Seasonal affective disorder (SAD) is a type of depression that comes and goes with the seasons. It is also known as “winter depression” because the symptoms are usually more severe during the winter months, when there is less sunlight. However, some people with SAD may experience symptoms during the summer months instead.
The exact cause of SAD is unknown, but it is thought to be related to changes in the amount of sunlight exposure. Sunlight helps to regulate the production of melatonin, a hormone that plays a role in sleep and mood. People with SAD may produce too much melatonin during the winter months, which can lead to symptoms of depression such as fatigue, difficulty sleeping, and loss of interest in activities.
Other factors that may contribute to SAD include:
- Family history of depression
- Living in a region with less sunlight exposure
- Working indoors
- Having a chronic illness
- Experiencing major life changes
The symptoms of SAD can vary in severity and from person to person. Common symptoms include:
- Feeling low or depressed
- Loss of interest in activities you once enjoyed
- Feeling tired and lacking energy
- Sleeping too much or having trouble sleeping
- Changes in appetite, such as overeating or undereating
- Difficulty concentrating
- Feeling hopeless or guilty
- Thoughts of suicide
Here are some signs to look out for in your that may mean a colleague is suffering from SAD
- They may seem more withdrawn or irritable than usual
- They may have difficulty meeting deadlines or completing tasks
- They may take more sick days or leave early from work
- They may seem less interested in their work or their colleagues
If you notice any of these changes in your colleague, it is important to reach out to them and offer your support. Let them know that you are there for them and that you are willing to help in any way that you can. As an employer, there are many more things you can do to help an employee who is suffering from seasonal affective disorder (SAD):
- Be understanding and supportive. Let your employee know that you are aware of SAD and that you are there to help. Encourage them to talk to you about how they are feeling and what you can do to support them.
- Make sure your employee has access to light. If possible, try to arrange their workspace so that they have access to natural light. If this is not possible, you can provide them with a light therapy lamp.
- Encourage your employee to take breaks and get outside. This will help them to get some sunlight and fresh air, both of which can improve mood.

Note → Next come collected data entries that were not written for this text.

//! In-Memory Data Store
//!
//! Hash-map-backed `DataStore` for tests and local development. Failure
//! injection switches let tests exercise the fail-soft and compensating
//! paths without a network.

use std::collections::{HashMap, HashSet};
use std::sync::atomic::{AtomicBool, Ordering};
use std::sync::Mutex;

use async_trait::async_trait;

use super::traits::{DataStore, StoreError, StoreResult};
use crate::domain::{Entity, Member, NewProject, Project, User};

#[derive(Default)]
struct Inner {
    users: HashMap<String, User>,
    projects: Vec<Project>,
    members: Vec<Member>,
    next_project: u64,
}

/// In-memory implementation of the data-store interface
#[derive(Default)]
pub struct MemoryStore {
    inner: Mutex<Inner>,
    failing_user_fetches: Mutex<HashSet<String>>,
    fail_user_updates: AtomicBool,
    fail_member_writes: AtomicBool,
}

impl MemoryStore {
    pub fn new() -> Self {
        Self::default()
    }

    /// Seed a user row
    pub fn put_user(&self, user: User) {
        let mut inner = self.inner.lock().expect("store lock");
        inner.users.insert(user.id.clone(), user);
    }

    /// Seed a member row
    pub fn put_member(&self, member: Member) {
        let mut inner = self.inner.lock().expect("store lock");
        inner.members.push(member);
    }

    /// Make `get_user` fail for one specific id
    pub fn fail_user_fetches_for(&self, id: &str) {
        self.failing_user_fetches
            .lock()
            .expect("store lock")
            .insert(id.to_string());
    }

    /// Make every `update_user` fail
    pub fn fail_user_updates(&self, fail: bool) {
        self.fail_user_updates.store(fail, Ordering::SeqCst);
    }

    /// Make every member write fail
    pub fn fail_member_writes(&self, fail: bool) {
        self.fail_member_writes.store(fail, Ordering::SeqCst);
    }

    pub fn member_count(&self, project_id: &str) -> usize {
        let inner = self.inner.lock().expect("store lock");
        inner
            .members
            .iter()
            .filter(|m| m.project_id == project_id)
            .count()
    }

    fn injected(&self, what: &str) -> StoreError {
        StoreError::Response {
            status: 500,
            body: format!("injected failure: {what}"),
        }
    }
}

#[async_trait]
impl DataStore for MemoryStore {
    async fn list_users(&self) -> StoreResult<Vec<User>> {
        let inner = self.inner.lock().expect("store lock");
        Ok(inner.users.values().cloned().collect())
    }

    async fn get_user(&self, id: &str) -> StoreResult<Option<User>> {
        if self
            .failing_user_fetches
            .lock()
            .expect("store lock")
            .contains(id)
        {
            return Err(self.injected("get_user"));
        }
        let inner = self.inner.lock().expect("store lock");
        Ok(inner.users.get(id).cloned())
    }

    async fn insert_user(&self, user: &User) -> StoreResult<User> {
        let mut inner = self.inner.lock().expect("store lock");
        inner.users.insert(user.id.clone(), user.clone());
        Ok(user.clone())
    }

    async fn update_user(&self, user: &User) -> StoreResult<User> {
        if self.fail_user_updates.load(Ordering::SeqCst) {
            return Err(self.injected("update_user"));
        }
        let mut inner = self.inner.lock().expect("store lock");
        match inner.users.get_mut(&user.id) {
            Some(stored) => {
                *stored = user.clone();
                Ok(user.clone())
            }
            None => Err(StoreError::Response {
                status: 404,
                body: format!("no user {}", user.id),
            }),
        }
    }

    async fn insert_project(&self, project: &NewProject) -> StoreResult<Project> {
        let mut inner = self.inner.lock().expect("store lock");
        inner.next_project += 1;
        let id = project
            .id
            .clone()
            .unwrap_or_else(|| format!("proj-{}", inner.next_project));
        let created = Project {
            id,
            name: project.name.clone(),
            description: project.description.clone(),
            owner_id: project.owner_id.clone(),
            created_at: project.created_at,
        };
        inner.projects.push(created.clone());
        Ok(created)
    }

    async fn projects_by_ids(&self, ids: &[String]) -> StoreResult<Vec<Project>> {
        let inner = self.inner.lock().expect("store lock");
        let mut projects: Vec<Project> = inner
            .projects
            .iter()
            .filter(|p| ids.contains(&p.id))
            .cloned()
            .collect();
        projects.sort_by(|a, b| b.created_at.cmp(&a.created_at));
        Ok(projects)
    }

    async fn members_by_project(&self, project_id: &str) -> StoreResult<Vec<Member>> {
        let inner = self.inner.lock().expect("store lock");
        Ok(inner
            .members
            .iter()
            .filter(|m| m.project_id == project_id)
            .cloned()
            .collect())
    }

    async fn upsert_member(&self, member: &Member) -> StoreResult<()> {
        if self.fail_member_writes.load(Ordering::SeqCst) {
            return Err(self.injected("upsert_member"));
        }
        let mut inner = self.inner.lock().expect("store lock");
        match inner.members.iter_mut().find(|m| m.id() == member.id()) {
            Some(existing) => *existing = member.clone(),
            None => inner.members.push(member.clone()),
        }
        Ok(())
    }

    async fn delete_member(&self, user_id: &str, project_id: &str) -> StoreResult<()> {
        if self.fail_member_writes.load(Ordering::SeqCst) {
            return Err(self.injected("delete_member"));
        }
        let mut inner = self.inner.lock().expect("store lock");
        inner
            .members
            .retain(|m| !(m.user_id == user_id && m.project_id == project_id));
        Ok(())
    }
}
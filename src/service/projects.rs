//! Project Service
//!
//! Project creation and the dashboard's project listing. The listing
//! resolves the user's denormalized project-id list and then pulls the
//! matching rows, newest first.

use std::sync::Arc;

use crate::domain::{NewProject, Project, User};
use crate::store::DataStore;

pub struct ProjectService {
    store: Arc<dyn DataStore>,
}

impl ProjectService {
    pub fn new(store: Arc<dyn DataStore>) -> Self {
        Self { store }
    }

    /// Insert a project and return the created row
    pub async fn create_project(&self, project: NewProject) -> Option<Project> {
        match self.store.insert_project(&project).await {
            Ok(created) => Some(created),
            Err(e) => {
                log::error!("error creating project: {e}");
                None
            }
        }
    }

    /// The projects a user belongs to, ordered by creation time descending.
    /// Users with no list, and any store error, yield an empty result.
    pub async fn fetch_projects(&self, user_id: &str) -> Vec<Project> {
        let user = match self.store.get_user(user_id).await {
            Ok(Some(user)) => user,
            Ok(None) => {
                log::warn!("no projects found for user {user_id}");
                return Vec::new();
            }
            Err(e) => {
                log::error!("error fetching user {user_id}: {e}");
                return Vec::new();
            }
        };
        if user.project_ids.is_empty() {
            log::warn!("no projects found for user {user_id}");
            return Vec::new();
        }
        match self.store.projects_by_ids(&user.project_ids).await {
            Ok(projects) => projects,
            Err(e) => {
                log::error!("error fetching projects: {e}");
                Vec::new()
            }
        }
    }

    /// The dashboard's add-project flow: create the project, stitch its id
    /// into the owner's list, and return the refreshed listing. A failed
    /// stitch leaves the created row in place and reports nothing, like
    /// every other partial failure here.
    pub async fn create_owned_project(&self, project: NewProject) -> Option<Vec<Project>> {
        let owner_id = project.owner_id.clone();
        let created = self.create_project(project).await?;
        if self
            .update_user_projects(&owner_id, &created.id)
            .await
            .is_none()
        {
            log::error!("failed to update user {owner_id} with new project id");
            return None;
        }
        Some(self.fetch_projects(&owner_id).await)
    }

    /// Append a project id to a user's list, skipping ids already present,
    /// and return the re-read row
    pub async fn update_user_projects(&self, user_id: &str, project_id: &str) -> Option<User> {
        let user = match self.store.get_user(user_id).await {
            Ok(Some(user)) => user,
            Ok(None) => {
                log::error!("error updating user {user_id}: no such user");
                return None;
            }
            Err(e) => {
                log::error!("error fetching user {user_id}: {e}");
                return None;
            }
        };
        if user.is_member_of(project_id) {
            return Some(user);
        }
        let mut updated = user;
        updated.project_ids.push(project_id.to_string());
        if let Err(e) = self.store.update_user(&updated).await {
            log::error!("error updating user {user_id} projects: {e}");
            return None;
        }
        match self.store.get_user(user_id).await {
            Ok(user) => user,
            Err(e) => {
                log::error!("error fetching user {user_id}: {e}");
                None
            }
        }
    }
}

- Be flexible with work hours and deadlines. If your employee is struggling to cope with their SAD, they may need some extra time or support to complete their work.
- Encourage your employee to seek professional help. If their SAD is severe, they may need to see a doctor or therapist for treatment.
- Encourage your employee to take care of themselves. This includes eating a healthy diet, getting enough sleep, and exercising regularly.
- Create a positive and supportive work environment. This can help to improve your employee’s mood and make it easier for them to cope with their SAD.
- Educate yourself about SAD. The more you know about SAD, the better equipped you will be to help your employee.
It is also important to remember that your colleague may not want to discuss his or her personal details or medical conditions with you and they are not legally obliged to do so. When encouraging someone to open up about their mental health, don’t pressurise them; actively listen to the person by giving them your undivided attention. Leave any questions or comments until the person has finished, so you don’t interrupt them. Once someone knows they’re being given the space and time to talk, they’re more likely to open up. SAD is a real medical condition. It is not something that your employee can just “snap out of.” Be patient and understanding, and offer your support in any way that you can.